→ EXERCISE REQUIREMENTS
Go through the entries below and print, exactly, the lines starting at the one with "if serial_buff.len() >" and ending at the one with "let mode = fields[12].first().copied().unwrap_or(0)", keeping both ends and no others.

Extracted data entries
------------------------

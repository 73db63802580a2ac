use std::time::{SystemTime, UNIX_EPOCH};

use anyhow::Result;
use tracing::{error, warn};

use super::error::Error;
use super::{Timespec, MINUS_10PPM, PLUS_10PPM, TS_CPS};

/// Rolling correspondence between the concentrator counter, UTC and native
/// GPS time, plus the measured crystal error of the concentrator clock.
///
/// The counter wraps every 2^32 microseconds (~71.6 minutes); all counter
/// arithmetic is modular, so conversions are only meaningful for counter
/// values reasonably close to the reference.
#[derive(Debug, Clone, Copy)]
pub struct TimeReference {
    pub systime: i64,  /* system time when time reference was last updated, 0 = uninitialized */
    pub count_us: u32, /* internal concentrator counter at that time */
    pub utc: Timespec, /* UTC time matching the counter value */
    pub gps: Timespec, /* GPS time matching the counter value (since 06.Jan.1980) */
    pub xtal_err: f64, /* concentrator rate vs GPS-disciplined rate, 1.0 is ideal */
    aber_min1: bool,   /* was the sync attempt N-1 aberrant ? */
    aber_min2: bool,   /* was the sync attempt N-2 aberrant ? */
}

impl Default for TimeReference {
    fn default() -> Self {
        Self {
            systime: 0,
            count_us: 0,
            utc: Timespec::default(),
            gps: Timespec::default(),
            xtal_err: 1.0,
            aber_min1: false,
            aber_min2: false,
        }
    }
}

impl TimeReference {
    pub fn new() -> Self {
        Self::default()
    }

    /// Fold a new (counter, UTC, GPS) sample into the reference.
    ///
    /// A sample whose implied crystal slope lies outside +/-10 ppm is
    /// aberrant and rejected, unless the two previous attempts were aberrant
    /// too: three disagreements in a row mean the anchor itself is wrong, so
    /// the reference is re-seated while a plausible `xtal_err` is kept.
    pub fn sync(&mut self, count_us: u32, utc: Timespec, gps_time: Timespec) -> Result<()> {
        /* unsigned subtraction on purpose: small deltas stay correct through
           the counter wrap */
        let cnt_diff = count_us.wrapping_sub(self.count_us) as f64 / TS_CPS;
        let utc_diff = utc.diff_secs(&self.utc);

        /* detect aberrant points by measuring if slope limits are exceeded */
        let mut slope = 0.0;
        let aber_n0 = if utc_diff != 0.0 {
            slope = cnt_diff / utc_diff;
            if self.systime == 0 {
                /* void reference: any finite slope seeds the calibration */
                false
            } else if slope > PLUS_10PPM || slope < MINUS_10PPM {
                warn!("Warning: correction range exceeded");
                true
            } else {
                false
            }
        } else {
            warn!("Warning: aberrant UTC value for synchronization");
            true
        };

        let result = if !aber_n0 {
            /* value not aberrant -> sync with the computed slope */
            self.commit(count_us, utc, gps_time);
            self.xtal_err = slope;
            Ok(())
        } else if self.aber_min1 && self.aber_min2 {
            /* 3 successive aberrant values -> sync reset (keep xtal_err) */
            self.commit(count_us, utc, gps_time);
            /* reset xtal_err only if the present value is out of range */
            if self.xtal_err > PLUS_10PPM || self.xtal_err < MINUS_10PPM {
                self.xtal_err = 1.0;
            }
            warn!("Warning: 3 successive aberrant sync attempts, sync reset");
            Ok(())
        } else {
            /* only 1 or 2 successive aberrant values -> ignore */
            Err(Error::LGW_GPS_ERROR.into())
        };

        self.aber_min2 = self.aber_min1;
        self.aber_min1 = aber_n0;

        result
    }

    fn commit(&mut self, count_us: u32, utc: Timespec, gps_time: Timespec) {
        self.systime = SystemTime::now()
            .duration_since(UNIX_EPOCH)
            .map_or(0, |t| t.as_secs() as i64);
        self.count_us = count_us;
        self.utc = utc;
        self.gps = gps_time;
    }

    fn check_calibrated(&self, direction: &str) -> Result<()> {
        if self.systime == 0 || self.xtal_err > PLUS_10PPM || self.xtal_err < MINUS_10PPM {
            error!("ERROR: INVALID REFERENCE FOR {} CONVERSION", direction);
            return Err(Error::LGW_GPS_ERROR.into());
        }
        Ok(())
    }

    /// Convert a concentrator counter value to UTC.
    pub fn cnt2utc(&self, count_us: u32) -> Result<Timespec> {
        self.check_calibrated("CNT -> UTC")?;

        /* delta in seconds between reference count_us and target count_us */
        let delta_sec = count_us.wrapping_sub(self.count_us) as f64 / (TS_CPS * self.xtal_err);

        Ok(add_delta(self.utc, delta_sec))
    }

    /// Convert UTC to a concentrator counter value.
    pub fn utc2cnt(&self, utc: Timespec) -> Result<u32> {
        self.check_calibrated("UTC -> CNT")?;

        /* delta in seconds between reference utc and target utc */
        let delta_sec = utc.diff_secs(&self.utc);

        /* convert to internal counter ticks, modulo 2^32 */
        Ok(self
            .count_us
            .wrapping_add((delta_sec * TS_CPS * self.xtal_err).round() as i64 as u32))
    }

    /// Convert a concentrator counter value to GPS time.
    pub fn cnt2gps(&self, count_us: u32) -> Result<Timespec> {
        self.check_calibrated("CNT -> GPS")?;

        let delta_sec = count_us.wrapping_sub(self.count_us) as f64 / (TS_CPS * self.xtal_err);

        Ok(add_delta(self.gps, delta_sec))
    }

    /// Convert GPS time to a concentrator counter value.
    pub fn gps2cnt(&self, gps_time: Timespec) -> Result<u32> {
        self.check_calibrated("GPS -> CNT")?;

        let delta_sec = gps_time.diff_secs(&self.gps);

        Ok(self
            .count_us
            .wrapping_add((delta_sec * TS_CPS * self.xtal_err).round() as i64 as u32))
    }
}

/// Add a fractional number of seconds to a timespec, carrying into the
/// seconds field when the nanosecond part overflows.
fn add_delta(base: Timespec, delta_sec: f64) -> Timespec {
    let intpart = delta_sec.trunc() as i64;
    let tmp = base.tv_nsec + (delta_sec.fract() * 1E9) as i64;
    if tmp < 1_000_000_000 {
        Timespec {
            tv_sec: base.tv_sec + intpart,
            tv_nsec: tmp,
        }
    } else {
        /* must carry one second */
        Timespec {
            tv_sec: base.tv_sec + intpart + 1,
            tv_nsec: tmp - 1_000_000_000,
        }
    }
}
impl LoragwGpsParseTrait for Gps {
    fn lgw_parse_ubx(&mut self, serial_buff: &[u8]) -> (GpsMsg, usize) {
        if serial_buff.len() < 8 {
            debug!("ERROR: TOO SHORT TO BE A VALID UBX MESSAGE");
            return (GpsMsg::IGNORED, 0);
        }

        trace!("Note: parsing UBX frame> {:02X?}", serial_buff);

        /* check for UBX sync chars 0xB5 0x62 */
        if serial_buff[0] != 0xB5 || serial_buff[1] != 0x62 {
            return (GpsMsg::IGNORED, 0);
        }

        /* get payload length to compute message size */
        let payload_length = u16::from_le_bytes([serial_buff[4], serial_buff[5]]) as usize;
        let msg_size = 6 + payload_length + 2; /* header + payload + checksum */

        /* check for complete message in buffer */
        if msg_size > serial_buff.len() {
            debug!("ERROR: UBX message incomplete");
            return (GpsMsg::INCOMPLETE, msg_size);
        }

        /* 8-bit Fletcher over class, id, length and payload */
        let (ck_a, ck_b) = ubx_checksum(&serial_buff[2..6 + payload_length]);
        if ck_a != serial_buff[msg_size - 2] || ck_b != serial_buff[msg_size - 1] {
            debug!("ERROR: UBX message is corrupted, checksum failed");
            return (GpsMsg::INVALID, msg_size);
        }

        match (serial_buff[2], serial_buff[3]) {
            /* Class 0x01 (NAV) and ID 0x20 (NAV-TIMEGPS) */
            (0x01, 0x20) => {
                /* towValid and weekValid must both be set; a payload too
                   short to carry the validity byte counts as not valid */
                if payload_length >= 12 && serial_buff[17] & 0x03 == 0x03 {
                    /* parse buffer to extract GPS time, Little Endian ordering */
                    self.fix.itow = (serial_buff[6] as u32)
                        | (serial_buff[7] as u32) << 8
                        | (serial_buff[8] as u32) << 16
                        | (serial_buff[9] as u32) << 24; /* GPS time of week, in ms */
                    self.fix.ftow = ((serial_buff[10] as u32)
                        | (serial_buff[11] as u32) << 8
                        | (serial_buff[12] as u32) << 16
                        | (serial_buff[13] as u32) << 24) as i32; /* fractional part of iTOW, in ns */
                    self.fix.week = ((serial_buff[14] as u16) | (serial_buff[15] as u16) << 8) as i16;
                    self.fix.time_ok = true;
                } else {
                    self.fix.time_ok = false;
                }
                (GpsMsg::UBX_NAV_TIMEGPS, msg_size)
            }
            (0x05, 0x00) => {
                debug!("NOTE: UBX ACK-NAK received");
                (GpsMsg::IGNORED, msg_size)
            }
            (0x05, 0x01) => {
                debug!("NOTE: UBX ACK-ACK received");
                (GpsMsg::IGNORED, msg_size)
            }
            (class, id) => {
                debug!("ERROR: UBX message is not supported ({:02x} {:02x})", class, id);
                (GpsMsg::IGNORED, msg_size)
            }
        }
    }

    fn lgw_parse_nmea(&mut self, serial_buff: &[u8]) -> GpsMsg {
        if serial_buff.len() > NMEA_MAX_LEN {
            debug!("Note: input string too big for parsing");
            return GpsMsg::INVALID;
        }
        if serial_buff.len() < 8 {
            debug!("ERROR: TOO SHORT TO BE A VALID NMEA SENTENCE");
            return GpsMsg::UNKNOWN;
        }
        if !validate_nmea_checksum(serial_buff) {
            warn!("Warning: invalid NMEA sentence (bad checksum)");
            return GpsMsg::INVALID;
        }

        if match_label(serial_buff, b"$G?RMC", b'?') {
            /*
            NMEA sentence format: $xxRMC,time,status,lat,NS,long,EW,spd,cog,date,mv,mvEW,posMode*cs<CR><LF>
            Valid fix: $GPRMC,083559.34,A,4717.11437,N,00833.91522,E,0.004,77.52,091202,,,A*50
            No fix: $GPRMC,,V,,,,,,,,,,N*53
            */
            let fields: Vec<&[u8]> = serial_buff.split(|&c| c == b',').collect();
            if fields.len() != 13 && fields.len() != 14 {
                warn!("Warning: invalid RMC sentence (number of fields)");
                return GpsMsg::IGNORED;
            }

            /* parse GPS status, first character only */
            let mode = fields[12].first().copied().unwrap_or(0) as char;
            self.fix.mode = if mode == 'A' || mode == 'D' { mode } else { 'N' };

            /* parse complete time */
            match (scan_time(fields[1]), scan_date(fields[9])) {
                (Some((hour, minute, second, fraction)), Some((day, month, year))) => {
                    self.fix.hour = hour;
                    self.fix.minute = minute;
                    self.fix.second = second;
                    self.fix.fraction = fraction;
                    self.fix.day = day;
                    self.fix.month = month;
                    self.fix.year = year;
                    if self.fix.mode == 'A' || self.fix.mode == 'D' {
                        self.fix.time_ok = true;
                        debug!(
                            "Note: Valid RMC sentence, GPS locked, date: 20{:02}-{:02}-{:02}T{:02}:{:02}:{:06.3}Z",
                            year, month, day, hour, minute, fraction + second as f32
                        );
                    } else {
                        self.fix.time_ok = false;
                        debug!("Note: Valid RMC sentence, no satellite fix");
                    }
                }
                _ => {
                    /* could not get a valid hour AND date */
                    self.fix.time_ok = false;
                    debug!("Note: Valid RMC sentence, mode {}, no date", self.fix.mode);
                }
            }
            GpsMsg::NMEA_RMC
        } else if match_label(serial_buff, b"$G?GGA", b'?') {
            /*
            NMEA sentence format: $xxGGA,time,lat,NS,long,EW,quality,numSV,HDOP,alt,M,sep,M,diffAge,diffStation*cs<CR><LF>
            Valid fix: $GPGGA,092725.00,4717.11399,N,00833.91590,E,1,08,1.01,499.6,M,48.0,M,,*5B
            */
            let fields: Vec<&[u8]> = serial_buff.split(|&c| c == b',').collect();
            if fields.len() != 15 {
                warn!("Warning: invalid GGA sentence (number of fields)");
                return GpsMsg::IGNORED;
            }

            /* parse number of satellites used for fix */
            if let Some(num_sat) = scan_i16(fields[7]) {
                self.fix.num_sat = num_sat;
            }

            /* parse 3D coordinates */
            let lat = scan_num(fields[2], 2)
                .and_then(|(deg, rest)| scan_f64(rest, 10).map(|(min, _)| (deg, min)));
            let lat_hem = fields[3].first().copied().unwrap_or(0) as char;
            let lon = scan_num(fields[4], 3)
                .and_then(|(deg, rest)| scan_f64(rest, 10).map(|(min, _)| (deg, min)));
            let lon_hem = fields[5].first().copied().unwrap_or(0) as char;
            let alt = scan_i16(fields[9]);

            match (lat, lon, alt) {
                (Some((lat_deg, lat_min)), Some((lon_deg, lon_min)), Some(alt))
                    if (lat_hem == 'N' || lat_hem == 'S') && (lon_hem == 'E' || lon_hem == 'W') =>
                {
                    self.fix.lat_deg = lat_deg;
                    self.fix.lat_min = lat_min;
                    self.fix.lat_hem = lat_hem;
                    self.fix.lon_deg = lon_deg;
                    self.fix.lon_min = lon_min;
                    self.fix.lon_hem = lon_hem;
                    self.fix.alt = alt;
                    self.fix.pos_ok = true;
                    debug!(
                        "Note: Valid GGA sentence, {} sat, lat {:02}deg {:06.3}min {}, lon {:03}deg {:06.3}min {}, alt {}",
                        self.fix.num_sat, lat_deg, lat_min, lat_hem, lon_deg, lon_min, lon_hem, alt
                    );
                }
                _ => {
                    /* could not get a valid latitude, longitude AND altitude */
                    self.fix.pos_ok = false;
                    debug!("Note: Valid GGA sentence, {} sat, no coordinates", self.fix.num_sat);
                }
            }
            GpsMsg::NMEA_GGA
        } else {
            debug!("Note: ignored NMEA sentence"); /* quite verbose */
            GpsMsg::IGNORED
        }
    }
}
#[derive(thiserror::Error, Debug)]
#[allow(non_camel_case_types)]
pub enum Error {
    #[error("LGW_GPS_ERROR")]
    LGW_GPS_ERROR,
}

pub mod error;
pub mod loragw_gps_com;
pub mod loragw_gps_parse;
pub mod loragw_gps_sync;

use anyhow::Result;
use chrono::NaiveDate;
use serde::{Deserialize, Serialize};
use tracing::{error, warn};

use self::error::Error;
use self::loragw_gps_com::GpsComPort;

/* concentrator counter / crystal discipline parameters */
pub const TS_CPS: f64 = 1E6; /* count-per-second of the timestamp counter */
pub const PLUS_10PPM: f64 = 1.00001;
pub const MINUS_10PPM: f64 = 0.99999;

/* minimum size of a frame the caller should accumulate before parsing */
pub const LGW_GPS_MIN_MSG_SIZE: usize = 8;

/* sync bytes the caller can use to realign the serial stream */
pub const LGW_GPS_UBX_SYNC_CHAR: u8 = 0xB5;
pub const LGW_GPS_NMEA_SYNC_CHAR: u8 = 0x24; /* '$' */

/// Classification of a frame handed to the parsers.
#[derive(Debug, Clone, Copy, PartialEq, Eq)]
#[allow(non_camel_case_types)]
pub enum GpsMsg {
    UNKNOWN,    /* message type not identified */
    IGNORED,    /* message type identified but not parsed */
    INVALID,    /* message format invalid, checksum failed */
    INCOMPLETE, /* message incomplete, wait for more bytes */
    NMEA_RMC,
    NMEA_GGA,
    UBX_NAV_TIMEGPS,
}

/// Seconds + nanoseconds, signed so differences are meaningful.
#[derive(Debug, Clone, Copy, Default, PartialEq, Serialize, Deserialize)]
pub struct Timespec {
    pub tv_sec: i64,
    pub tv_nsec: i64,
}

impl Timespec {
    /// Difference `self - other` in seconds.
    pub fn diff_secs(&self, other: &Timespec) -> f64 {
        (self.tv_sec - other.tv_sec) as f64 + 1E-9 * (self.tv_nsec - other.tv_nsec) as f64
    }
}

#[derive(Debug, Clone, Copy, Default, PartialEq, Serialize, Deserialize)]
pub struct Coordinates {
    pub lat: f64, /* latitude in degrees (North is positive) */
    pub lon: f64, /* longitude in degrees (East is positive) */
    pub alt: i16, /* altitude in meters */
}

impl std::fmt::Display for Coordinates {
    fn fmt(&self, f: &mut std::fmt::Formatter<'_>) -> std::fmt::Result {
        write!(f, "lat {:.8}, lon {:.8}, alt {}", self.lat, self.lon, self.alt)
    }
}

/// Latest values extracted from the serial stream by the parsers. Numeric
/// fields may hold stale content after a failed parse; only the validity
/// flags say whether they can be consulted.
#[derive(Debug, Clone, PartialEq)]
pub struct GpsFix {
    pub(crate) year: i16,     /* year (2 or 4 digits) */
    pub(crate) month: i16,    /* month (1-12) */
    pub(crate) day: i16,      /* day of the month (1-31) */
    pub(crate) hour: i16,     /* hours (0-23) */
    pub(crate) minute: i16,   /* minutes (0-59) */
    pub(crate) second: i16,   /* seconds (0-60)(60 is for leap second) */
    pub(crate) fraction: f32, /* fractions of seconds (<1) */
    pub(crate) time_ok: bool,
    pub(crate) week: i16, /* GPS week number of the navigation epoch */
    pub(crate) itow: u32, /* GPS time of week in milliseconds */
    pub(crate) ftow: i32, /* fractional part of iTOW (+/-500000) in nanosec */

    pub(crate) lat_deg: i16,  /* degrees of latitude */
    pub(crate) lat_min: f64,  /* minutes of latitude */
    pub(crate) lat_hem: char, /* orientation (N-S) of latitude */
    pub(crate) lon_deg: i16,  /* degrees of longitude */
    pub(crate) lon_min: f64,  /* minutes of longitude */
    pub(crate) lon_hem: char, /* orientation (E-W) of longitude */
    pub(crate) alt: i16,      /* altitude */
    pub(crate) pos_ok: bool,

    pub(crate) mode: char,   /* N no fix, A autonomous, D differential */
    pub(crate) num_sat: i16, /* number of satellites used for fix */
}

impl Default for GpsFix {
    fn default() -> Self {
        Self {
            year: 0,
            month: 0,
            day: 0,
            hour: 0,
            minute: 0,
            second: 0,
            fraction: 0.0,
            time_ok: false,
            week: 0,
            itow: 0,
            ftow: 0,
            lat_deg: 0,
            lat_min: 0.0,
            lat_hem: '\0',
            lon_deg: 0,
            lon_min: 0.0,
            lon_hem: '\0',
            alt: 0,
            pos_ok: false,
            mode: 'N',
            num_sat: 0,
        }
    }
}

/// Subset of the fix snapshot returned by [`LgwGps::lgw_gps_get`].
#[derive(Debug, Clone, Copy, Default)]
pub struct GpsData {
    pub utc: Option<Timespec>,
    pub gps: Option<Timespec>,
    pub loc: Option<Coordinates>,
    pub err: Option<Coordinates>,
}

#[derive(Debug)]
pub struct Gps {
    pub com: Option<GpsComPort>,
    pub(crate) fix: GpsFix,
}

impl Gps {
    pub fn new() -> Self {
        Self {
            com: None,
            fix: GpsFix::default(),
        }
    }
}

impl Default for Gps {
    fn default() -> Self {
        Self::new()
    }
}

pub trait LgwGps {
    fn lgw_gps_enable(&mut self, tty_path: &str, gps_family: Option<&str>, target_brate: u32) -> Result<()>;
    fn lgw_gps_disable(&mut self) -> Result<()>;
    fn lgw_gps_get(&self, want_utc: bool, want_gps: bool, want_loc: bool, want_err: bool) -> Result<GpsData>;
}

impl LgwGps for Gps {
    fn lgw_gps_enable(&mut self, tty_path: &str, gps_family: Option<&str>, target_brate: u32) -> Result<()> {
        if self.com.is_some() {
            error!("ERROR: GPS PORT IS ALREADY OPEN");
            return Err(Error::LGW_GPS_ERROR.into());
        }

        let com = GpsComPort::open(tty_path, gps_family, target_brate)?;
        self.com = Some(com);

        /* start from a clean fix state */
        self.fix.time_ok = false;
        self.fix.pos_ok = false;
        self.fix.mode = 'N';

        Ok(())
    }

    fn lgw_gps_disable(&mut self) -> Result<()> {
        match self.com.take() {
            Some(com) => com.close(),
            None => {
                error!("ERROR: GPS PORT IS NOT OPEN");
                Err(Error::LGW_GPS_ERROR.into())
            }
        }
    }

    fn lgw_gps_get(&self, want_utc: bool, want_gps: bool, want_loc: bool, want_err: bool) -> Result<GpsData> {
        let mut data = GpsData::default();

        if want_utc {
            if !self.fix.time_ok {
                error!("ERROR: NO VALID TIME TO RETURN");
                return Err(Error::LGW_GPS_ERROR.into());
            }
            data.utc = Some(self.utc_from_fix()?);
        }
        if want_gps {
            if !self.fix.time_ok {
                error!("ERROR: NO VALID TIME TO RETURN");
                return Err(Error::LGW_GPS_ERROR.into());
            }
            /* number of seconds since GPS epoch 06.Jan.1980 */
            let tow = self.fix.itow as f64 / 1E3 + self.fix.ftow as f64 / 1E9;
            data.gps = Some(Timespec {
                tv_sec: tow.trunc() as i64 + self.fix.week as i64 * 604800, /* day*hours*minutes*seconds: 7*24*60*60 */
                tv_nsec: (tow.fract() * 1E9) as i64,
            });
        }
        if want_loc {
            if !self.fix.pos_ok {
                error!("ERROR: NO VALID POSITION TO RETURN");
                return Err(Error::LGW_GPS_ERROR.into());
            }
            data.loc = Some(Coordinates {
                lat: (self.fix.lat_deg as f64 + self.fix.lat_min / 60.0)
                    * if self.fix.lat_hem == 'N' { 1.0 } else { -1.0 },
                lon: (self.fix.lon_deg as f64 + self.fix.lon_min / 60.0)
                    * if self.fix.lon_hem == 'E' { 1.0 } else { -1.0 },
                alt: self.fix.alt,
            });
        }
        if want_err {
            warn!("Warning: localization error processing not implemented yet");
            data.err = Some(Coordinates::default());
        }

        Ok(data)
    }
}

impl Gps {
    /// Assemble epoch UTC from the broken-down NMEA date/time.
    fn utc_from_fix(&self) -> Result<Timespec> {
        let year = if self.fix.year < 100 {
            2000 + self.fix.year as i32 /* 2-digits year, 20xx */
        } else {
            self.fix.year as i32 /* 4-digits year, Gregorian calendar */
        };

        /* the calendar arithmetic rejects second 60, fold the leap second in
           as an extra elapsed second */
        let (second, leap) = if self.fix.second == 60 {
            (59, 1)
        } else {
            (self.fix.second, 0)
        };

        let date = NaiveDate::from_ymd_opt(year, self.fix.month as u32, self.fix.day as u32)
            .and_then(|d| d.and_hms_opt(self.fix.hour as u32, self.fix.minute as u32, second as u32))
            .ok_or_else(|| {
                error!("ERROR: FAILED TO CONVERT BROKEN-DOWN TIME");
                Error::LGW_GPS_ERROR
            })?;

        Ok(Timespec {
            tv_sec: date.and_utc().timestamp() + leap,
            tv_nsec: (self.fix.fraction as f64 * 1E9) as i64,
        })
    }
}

------------------------

→ EXERCISE OUTPUT
        if serial_buff.len() > NMEA_MAX_LEN {
            debug!("Note: input string too big for parsing");
            return GpsMsg::INVALID;
        }
        if serial_buff.len() < 8 {
            debug!("ERROR: TOO SHORT TO BE A VALID NMEA SENTENCE");
            return GpsMsg::UNKNOWN;
        }
        if !validate_nmea_checksum(serial_buff) {
            warn!("Warning: invalid NMEA sentence (bad checksum)");
            return GpsMsg::INVALID;
        }

        if match_label(serial_buff, b"$G?RMC", b'?') {
            /*
            NMEA sentence format: $xxRMC,time,status,lat,NS,long,EW,spd,cog,date,mv,mvEW,posMode*cs<CR><LF>
            Valid fix: $GPRMC,083559.34,A,4717.11437,N,00833.91522,E,0.004,77.52,091202,,,A*50
            No fix: $GPRMC,,V,,,,,,,,,,N*53
            */
            let fields: Vec<&[u8]> = serial_buff.split(|&c| c == b',').collect();
            if fields.len() != 13 && fields.len() != 14 {
                warn!("Warning: invalid RMC sentence (number of fields)");
                return GpsMsg::IGNORED;
            }

            /* parse GPS status, first character only */
            let mode = fields[12].first().copied().unwrap_or(0) as char;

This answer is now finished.